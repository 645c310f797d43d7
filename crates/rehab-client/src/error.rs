use std::path::PathBuf;

use rehab_instruments::calculator::CalculatorError;
use rehab_instruments::error::InstrumentError;
use thiserror::Error;

#[derive(Debug, Error)]
pub enum ClientError {
    /// Rejected locally; nothing was sent.
    #[error("{0}")]
    Validation(String),

    /// Non-2xx response. `message` is the backend's `detail` when it sent one.
    #[error("{message}")]
    Rejected { status: u16, message: String },

    #[error("request failed: {0}")]
    Transport(#[from] reqwest::Error),

    #[error("unexpected response: {0}")]
    Decode(#[from] serde_json::Error),

    #[error("failed to read {}: {source}", .path.display())]
    Io {
        path: PathBuf,
        source: std::io::Error,
    },
}

impl From<CalculatorError> for ClientError {
    fn from(err: CalculatorError) -> Self {
        ClientError::Validation(err.to_string())
    }
}

impl From<InstrumentError> for ClientError {
    fn from(err: InstrumentError) -> Self {
        ClientError::Validation(err.to_string())
    }
}

impl ClientError {
    /// Whether the error was raised before any network call.
    pub fn is_validation(&self) -> bool {
        matches!(self, ClientError::Validation(_))
    }
}
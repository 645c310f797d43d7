use clap::Parser;
use eyre::Result;

use rehab_cli::cli::Cli;
use rehab_cli::{commands, logging};

#[tokio::main]
async fn main() -> Result<()> {
    color_eyre::install()?;

    let cli = Cli::parse();
    logging::init(cli.json);

    commands::run(cli).await
}
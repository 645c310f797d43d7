//! rehab-core
//!
//! Pure domain types for the geriatric rehabilitation workflow: the
//! in-progress patient record, field identifiers, and the payloads
//! exchanged with the backend service. No HTTP dependency.

pub mod error;
pub mod fields;
pub mod models;
pub mod record;

pub use record::{add_disease, set_disease, DiseaseList, FieldValue, Gender, PatientRecord};
//! Upload gate for spreadsheet files.

use std::path::Path;

use crate::error::ClientError;

pub const MAX_UPLOAD_BYTES: u64 = 10 * 1024 * 1024;

pub const ALLOWED_EXTENSIONS: [&str; 2] = ["xlsx", "xls"];

/// A spreadsheet that passed the gate, ready to send.
#[derive(Debug, Clone, PartialEq, Eq)]
pub struct SpreadsheetFile {
    pub file_name: String,
    pub bytes: Vec<u8>,
}

impl SpreadsheetFile {
    pub fn mime_type(&self) -> &'static str {
        if self.file_name.to_lowercase().ends_with(".xls") {
            "application/vnd.ms-excel"
        } else {
            "application/vnd.openxmlformats-officedocument.spreadsheetml.sheet"
        }
    }
}

/// Check name and size before anything is read or sent.
pub fn check_spreadsheet(file_name: &str, size: u64) -> Result<(), ClientError> {
    let extension = Path::new(file_name)
        .extension()
        .and_then(|e| e.to_str())
        .map(str::to_lowercase);
    if !extension.is_some_and(|e| ALLOWED_EXTENSIONS.contains(&e.as_str())) {
        return Err(ClientError::Validation(
            "Пожалуйста, выберите файл Excel (.xlsx или .xls)".to_string(),
        ));
    }
    if size > MAX_UPLOAD_BYTES {
        return Err(ClientError::Validation(
            "Размер файла не должен превышать 10MB".to_string(),
        ));
    }
    Ok(())
}

/// Read a spreadsheet from disk after checking its name and size.
pub async fn read_spreadsheet(path: &Path) -> Result<SpreadsheetFile, ClientError> {
    let io_err = |source| ClientError::Io {
        path: path.to_path_buf(),
        source,
    };
    let file_name = path
        .file_name()
        .and_then(|n| n.to_str())
        .unwrap_or_default()
        .to_string();
    let metadata = tokio::fs::metadata(path).await.map_err(io_err)?;
    check_spreadsheet(&file_name, metadata.len())?;

    let bytes = tokio::fs::read(path).await.map_err(io_err)?;
    // The file may have grown since the metadata call.
    check_spreadsheet(&file_name, bytes.len() as u64)?;
    Ok(SpreadsheetFile { file_name, bytes })
}
//! rehab-cli
//!
//! Command-line front end for the rehabilitation backend and the local
//! scoring rules.

pub mod cli;
pub mod commands;
pub mod config;
pub mod logging;
pub mod render;
//! Field-edit reducer.
//!
//! An edit produces a new record with every derived field whose inputs
//! changed recomputed. Derivations run in dependency order (BMI, scale
//! totals, geriatric index, activity levels) and each one adds the fields
//! it writes to the changed set, so a scale item edit flows through to the
//! index in the same step.

use std::collections::BTreeSet;

use rehab_core::{fields, FieldValue, PatientRecord};
use tracing::debug;

use crate::activity::{classify, ActivityProfile};
use crate::composite::{geriatric_index, INDEX_INPUTS};
use crate::intake::derive_bmi;
use crate::{all_scales, norms};

/// Why a recompute runs.
#[derive(Debug, Clone, Copy, PartialEq, Eq)]
enum Pass {
    Edit,
    /// Loading a stored record: a scale total with none of its items
    /// present is kept as stored.
    Load,
}

/// Apply a single field edit and recompute what depends on it.
pub fn apply_edit(
    record: &PatientRecord,
    field: &str,
    value: impl Into<FieldValue>,
    profile: &ActivityProfile,
) -> PatientRecord {
    let next = record.with(field, value);
    let changed = BTreeSet::from([field.to_string()]);
    recompute(next, changed, profile, Pass::Edit)
}

/// Recompute every derived field, e.g. after loading a record.
pub fn recompute_all(record: &PatientRecord, profile: &ActivityProfile) -> PatientRecord {
    let changed = record.iter().map(|(field, _)| field.to_string()).collect();
    recompute(record.clone(), changed, profile, Pass::Load)
}

fn recompute(
    mut record: PatientRecord,
    mut changed: BTreeSet<String>,
    profile: &ActivityProfile,
    pass: Pass,
) -> PatientRecord {
    if (changed.contains(fields::HEIGHT_CM) || changed.contains(fields::WEIGHT_KG))
        && let Some(bmi) = derive_bmi(&record)
    {
        debug!(bmi = %bmi, "recomputed BMI");
        record = record.with(fields::BMI, bmi);
        changed.insert(fields::BMI.to_string());
    }

    for scale in all_scales() {
        if !changed.iter().any(|f| scale.is_triggered_by(f)) {
            continue;
        }
        if pass == Pass::Load && !scale.items.iter().any(|item| record.is_set(item)) {
            continue;
        }
        let total = scale.total(&record);
        debug!(scale = scale.id, total, "recomputed scale total");
        record = record.with(scale.total_field, total);
        changed.insert(scale.total_field.to_string());
    }

    if INDEX_INPUTS.iter().any(|f| changed.contains(*f)) {
        let index = geriatric_index(&record);
        debug!(giz = %index, "recomputed geriatric index");
        record = record.with(fields::GERIATRIC_INDEX, index);
    }

    if profile.depends_on_any(&changed) {
        let levels = classify(profile, &record);
        debug!(profile = profile.name, ?levels, "recomputed activity levels");
        record = levels.write_into(profile, &record);
    }

    record
}

/// One editing session: the current record and a revision counter.
///
/// Every edit bumps the revision. A caller that sends the record somewhere
/// can hold on to the revision it sent and ask [`EditSession::is_current`]
/// when the response comes back.
#[derive(Debug, Clone)]
pub struct EditSession {
    record: PatientRecord,
    revision: u64,
    profile: &'static ActivityProfile,
}

impl EditSession {
    pub fn new(profile: &'static ActivityProfile) -> Self {
        Self {
            record: PatientRecord::new(),
            revision: 0,
            profile,
        }
    }

    /// Start from an existing record, deriving all computed fields.
    pub fn from_record(record: &PatientRecord, profile: &'static ActivityProfile) -> Self {
        Self {
            record: recompute_all(record, profile),
            revision: 0,
            profile,
        }
    }

    pub fn record(&self) -> &PatientRecord {
        &self.record
    }

    pub fn revision(&self) -> u64 {
        self.revision
    }

    pub fn profile(&self) -> &'static ActivityProfile {
        self.profile
    }

    /// Apply an edit and return the new revision.
    pub fn edit(&mut self, field: &str, value: impl Into<FieldValue>) -> u64 {
        self.record = apply_edit(&self.record, field, value, self.profile);
        self.revision += 1;
        self.revision
    }

    pub fn is_current(&self, revision: u64) -> bool {
        self.revision == revision
    }

    /// Fields currently outside their reference range.
    pub fn flagged_fields(&self) -> Vec<&str> {
        norms::out_of_range_fields(&self.record)
    }

    pub fn into_record(self) -> PatientRecord {
        self.record
    }
}
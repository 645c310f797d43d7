//! Physical-activity level classification.
//!
//! Each exercise group maps the selected progress option of its fields to
//! an ordinal level and aggregates them. Two workflows classify the same
//! exercises with slightly different vocabularies and rules, so each is a
//! named [`ActivityProfile`] fed to the one [`classify`] function.

use std::collections::BTreeSet;

use rehab_core::{fields, FieldValue, PatientRecord};
use serde::Serialize;

use crate::scoring::rounded_mean;

/// How the per-field levels of a group combine.
#[derive(Debug, Clone, Copy, PartialEq, Eq)]
pub enum Aggregation {
    /// Rounded half-up mean.
    Mean,
    Max,
}

/// What a set field contributes when its option is not on the ladder.
#[derive(Debug, Clone, Copy, PartialEq, Eq)]
pub enum Unmatched {
    Skip,
    Score(u8),
}

/// Group level when none of its fields contributes.
#[derive(Debug, Clone, Copy, PartialEq, Eq)]
pub enum WhenEmpty {
    Null,
    Zero,
}

#[derive(Debug, Clone, Copy)]
pub struct ActivityGroup {
    pub name: &'static str,
    pub fields: &'static [&'static str],
    /// `ladder[i]` lists the options worth level `i + 1`.
    pub ladder: &'static [&'static [&'static str]],
    pub aggregation: Aggregation,
    pub unmatched: Unmatched,
    pub when_empty: WhenEmpty,
    pub level_field: &'static str,
}

impl ActivityGroup {
    pub fn level_of(&self, option: &str) -> Option<u8> {
        self.ladder
            .iter()
            .position(|rung| rung.contains(&option))
            .map(|i| (i + 1) as u8)
    }

    /// Level of the group, `None` when empty under [`WhenEmpty::Null`].
    pub fn classify(&self, record: &PatientRecord) -> Option<u8> {
        let levels: Vec<u8> = self
            .fields
            .iter()
            .filter_map(|field| record.get(field).filter(|v| v.is_set()))
            .filter_map(|value| {
                let matched = match value {
                    FieldValue::Text(option) => self.level_of(option),
                    _ => None,
                };
                match (matched, self.unmatched) {
                    (Some(level), _) => Some(level),
                    (None, Unmatched::Score(score)) => Some(score),
                    (None, Unmatched::Skip) => None,
                }
            })
            .collect();

        if levels.is_empty() {
            return match self.when_empty {
                WhenEmpty::Null => None,
                WhenEmpty::Zero => Some(0),
            };
        }

        Some(match self.aggregation {
            Aggregation::Mean => {
                let sum: u32 = levels.iter().map(|&l| u32::from(l)).sum();
                rounded_mean(sum, levels.len() as u32)
            }
            Aggregation::Max => levels.iter().copied().max().unwrap_or(0),
        })
    }
}

/// A workflow's classifier configuration.
#[derive(Debug, Clone, Copy)]
pub struct ActivityProfile {
    pub name: &'static str,
    pub anaerobic: ActivityGroup,
    pub cardio: ActivityGroup,
    pub balance: ActivityGroup,
    pub stretching: ActivityGroup,
    /// Whether the workflow also derives `overall_level`.
    pub computes_overall: bool,
}

impl ActivityProfile {
    pub fn groups(&self) -> [&ActivityGroup; 4] {
        [&self.anaerobic, &self.cardio, &self.balance, &self.stretching]
    }

    pub fn depends_on(&self, field: &str) -> bool {
        self.groups().iter().any(|g| g.fields.contains(&field))
    }

    pub fn depends_on_any(&self, changed: &BTreeSet<String>) -> bool {
        changed.iter().any(|field| self.depends_on(field))
    }
}

/// Derived levels for one record.
#[derive(Debug, Clone, Copy, PartialEq, Eq, Serialize)]
pub struct ActivityLevels {
    pub anaerobic: Option<u8>,
    pub cardio: Option<u8>,
    pub balance: Option<u8>,
    pub stretching: Option<u8>,
    /// Only present when the profile computes it.
    pub overall: Option<u8>,
}

/// Rounded mean of the non-zero sub-levels; zero when there are none.
pub fn overall_level(sub_levels: &[Option<u8>]) -> u8 {
    let present: Vec<u32> = sub_levels
        .iter()
        .filter_map(|l| *l)
        .filter(|&l| l > 0)
        .map(u32::from)
        .collect();
    if present.is_empty() {
        0
    } else {
        rounded_mean(present.iter().sum(), present.len() as u32)
    }
}

pub fn classify(profile: &ActivityProfile, record: &PatientRecord) -> ActivityLevels {
    let anaerobic = profile.anaerobic.classify(record);
    let cardio = profile.cardio.classify(record);
    let balance = profile.balance.classify(record);
    let stretching = profile.stretching.classify(record);
    let overall = profile
        .computes_overall
        .then(|| overall_level(&[anaerobic, cardio, balance, stretching]));

    ActivityLevels {
        anaerobic,
        cardio,
        balance,
        stretching,
        overall,
    }
}

impl ActivityLevels {
    /// Write the derived levels back into a copy of `record`.
    pub fn write_into(&self, profile: &ActivityProfile, record: &PatientRecord) -> PatientRecord {
        let as_value = |level: Option<u8>| match level {
            Some(l) => FieldValue::Number(f64::from(l)),
            None => FieldValue::Null,
        };
        let mut next = record
            .with(profile.anaerobic.level_field, as_value(self.anaerobic))
            .with(profile.cardio.level_field, as_value(self.cardio))
            .with(profile.balance.level_field, as_value(self.balance))
            .with(profile.stretching.level_field, as_value(self.stretching));
        if let Some(overall) = self.overall {
            next = next.with(fields::OVERALL_LEVEL, FieldValue::Number(f64::from(overall)));
        }
        next
    }
}

const ANAEROBIC_LADDER: &[&[&str]] = &[&["1x10"], &["2x10"], &["2x12"], &["3x10"], &["3x12"]];

const CARDIO_LADDER: &[&[&str]] = &[
    &["2 подхода по 2–5 минут"],
    &["3 подхода по 8 минут"],
    &["3 подхода по 10 минут"],
    &["3 подхода по 15 минут"],
    &["2 подхода по 20 минут"],
];

pub const FIGURE_EIGHT_OPTION: &str = "3 подхода по 2 круга";

/// Intake card: step and count variants share a rung, figure-eight
/// walking counts as the top rung.
const CARD_BALANCE_LADDER: &[&[&str]] = &[
    &["3 подхода по 10 шагов", "3 подхода по 10 счетов"],
    &["3 подхода по 15 шагов", "3 подхода по 15 счетов"],
    &["3 подхода по 20 шагов", "3 подхода по 20 счетов"],
    &["3 подхода по 25 шагов", "3 подхода по 25 счетов"],
    &[
        "3 подхода по 30 шагов",
        "3 подхода по 30 счетов",
        FIGURE_EIGHT_OPTION,
    ],
];

/// Quick assessment offers step counts only.
const QUICK_BALANCE_LADDER: &[&[&str]] = &[
    &["3 подхода по 10 шагов"],
    &["3 подхода по 15 шагов"],
    &["3 подхода по 20 шагов"],
    &["3 подхода по 25 шагов"],
    &["3 подхода по 30 шагов", FIGURE_EIGHT_OPTION],
];

const STRETCHING_LADDER: &[&[&str]] = &[&["3x2"], &["3x3"]];

/// Classifier used by the full intake card.
pub static INTAKE_CARD: ActivityProfile = ActivityProfile {
    name: "intake_card",
    anaerobic: ActivityGroup {
        name: "anaerobic",
        fields: &fields::ANAEROBIC_EXERCISES,
        ladder: ANAEROBIC_LADDER,
        aggregation: Aggregation::Mean,
        unmatched: Unmatched::Score(0),
        when_empty: WhenEmpty::Null,
        level_field: fields::ANAEROBIC_LEVEL,
    },
    cardio: ActivityGroup {
        name: "cardio",
        fields: &[fields::CARDIO_WALKING],
        ladder: CARDIO_LADDER,
        aggregation: Aggregation::Max,
        unmatched: Unmatched::Score(0),
        when_empty: WhenEmpty::Zero,
        level_field: fields::CARDIO_LEVEL,
    },
    balance: ActivityGroup {
        name: "balance",
        fields: &fields::BALANCE_EXERCISES,
        ladder: CARD_BALANCE_LADDER,
        aggregation: Aggregation::Max,
        unmatched: Unmatched::Score(0),
        when_empty: WhenEmpty::Zero,
        level_field: fields::BALANCE_LEVEL,
    },
    stretching: ActivityGroup {
        name: "stretching",
        fields: &fields::STRETCHING_EXERCISES,
        ladder: STRETCHING_LADDER,
        aggregation: Aggregation::Max,
        unmatched: Unmatched::Score(1),
        when_empty: WhenEmpty::Zero,
        level_field: fields::STRETCHING_LEVEL,
    },
    computes_overall: false,
};

/// Classifier used by the quick physical-activity assessment.
pub static QUICK_ASSESSMENT: ActivityProfile = ActivityProfile {
    name: "quick_assessment",
    anaerobic: ActivityGroup {
        name: "anaerobic",
        fields: &fields::ANAEROBIC_EXERCISES,
        ladder: ANAEROBIC_LADDER,
        aggregation: Aggregation::Mean,
        unmatched: Unmatched::Skip,
        when_empty: WhenEmpty::Zero,
        level_field: fields::ANAEROBIC_LEVEL,
    },
    cardio: ActivityGroup {
        name: "cardio",
        fields: &[fields::CARDIO_WALKING],
        ladder: CARDIO_LADDER,
        aggregation: Aggregation::Mean,
        unmatched: Unmatched::Skip,
        when_empty: WhenEmpty::Zero,
        level_field: fields::CARDIO_LEVEL,
    },
    balance: ActivityGroup {
        name: "balance",
        fields: &fields::BALANCE_EXERCISES,
        ladder: QUICK_BALANCE_LADDER,
        aggregation: Aggregation::Mean,
        unmatched: Unmatched::Skip,
        when_empty: WhenEmpty::Zero,
        level_field: fields::BALANCE_LEVEL,
    },
    stretching: ActivityGroup {
        name: "stretching",
        fields: &fields::STRETCHING_EXERCISES,
        ladder: STRETCHING_LADDER,
        aggregation: Aggregation::Mean,
        unmatched: Unmatched::Skip,
        when_empty: WhenEmpty::Zero,
        level_field: fields::STRETCHING_LEVEL,
    },
    computes_overall: true,
};

pub fn profile_by_name(name: &str) -> Option<&'static ActivityProfile> {
    [&INTAKE_CARD, &QUICK_ASSESSMENT]
        .into_iter()
        .find(|p| p.name == name)
}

____

• [Assignment] Report every line in the listing that holds the word "enum".

• [Expected answer]
pub enum ClientError {
enum Pass {
pub enum Aggregation {
pub enum Unmatched {
pub enum WhenEmpty {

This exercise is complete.